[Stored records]
▬▬▬▬▬▬▬▬▬▬

use super::{
    common_library, credentials, genre_recommendations, materialize, top_tracks, CandidatePool,
    EventLocks, GenerationContext, GenerationOutcome,
};
use crate::catalog::{CatalogClient, CredentialRefresher};
use crate::config::GeneratorSettings;
use crate::errors::GenerationError;
use crate::store::EventStore;
use std::sync::Arc;

/// Runs the generation stages for one event at a time.
pub struct PlaylistGenerator {
    catalog: Arc<dyn CatalogClient>,
    refresher: Arc<dyn CredentialRefresher>,
    store: Arc<dyn EventStore>,
    settings: GeneratorSettings,
    locks: EventLocks,
}

impl PlaylistGenerator {
    pub fn new(
        catalog: Arc<dyn CatalogClient>,
        refresher: Arc<dyn CredentialRefresher>,
        store: Arc<dyn EventStore>,
        settings: GeneratorSettings,
    ) -> Self {
        Self {
            catalog,
            refresher,
            store,
            settings,
            locks: EventLocks::new(),
        }
    }

    /// Share locks with other generators working on the same store.
    pub fn with_locks(mut self, locks: EventLocks) -> Self {
        self.locks = locks;
        self
    }

    pub fn locks(&self) -> &EventLocks {
        &self.locks
    }

    /// Throw away the event's previous generation and build a new playlist.
    pub async fn generate(&self, event_id: &str) -> Result<GenerationOutcome, GenerationError> {
        let _guard = self
            .locks
            .try_acquire(event_id)
            .ok_or_else(|| GenerationError::AlreadyRunning(event_id.to_string()))?;

        let event = self
            .store
            .get_event(event_id)
            .await?
            .ok_or_else(|| GenerationError::EventNotFound(event_id.to_string()))?;
        log::info!("Generating playlist for event {} ({})", event.id, event.name);

        // 1. Credentials, before anything is reset
        let members = self.store.list_members(event_id).await?;
        let (owner, credentials) = credentials::refresh_members(
            event_id,
            &members,
            self.refresher.as_ref(),
            self.store.as_ref(),
        )
        .await?;

        // 2. Hard reset of the previous generation
        self.store.reset_generation(event_id).await?;

        let ctx = GenerationContext {
            event: &event,
            credentials: &credentials,
            catalog: self.catalog.as_ref(),
            store: self.store.as_ref(),
            settings: &self.settings,
        };
        log::info!(
            "Stage budget {} for {} members",
            ctx.stage_budget(),
            credentials.member_count()
        );

        // 3. Stages, each flushing what it merged
        let mut pool = CandidatePool::new(event_id);
        let common = common_library::run(&ctx, &mut pool).await?;
        log::info!("Common-library stage added {} tracks", common);
        top_tracks::run(&ctx, &mut pool).await?;
        genre_recommendations::run(&ctx, &mut pool).await?;

        // 4. Publish
        let pool_size = pool.len();
        let published = materialize::run(&ctx, &owner, pool).await?;

        Ok(GenerationOutcome {
            playlist_id: published.playlist_id,
            owner_token: credentials.authoritative().clone(),
            submitted: published.submitted,
            pool_size,
        })
    }
}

▬▬▬▬▬▬▬▬▬▬

◆ Required work:
Go through the entries and copy every line with "EventStore".

◆ Result below:
use crate::store::EventStore;
    store: Arc<dyn EventStore>,
        store: Arc<dyn EventStore>,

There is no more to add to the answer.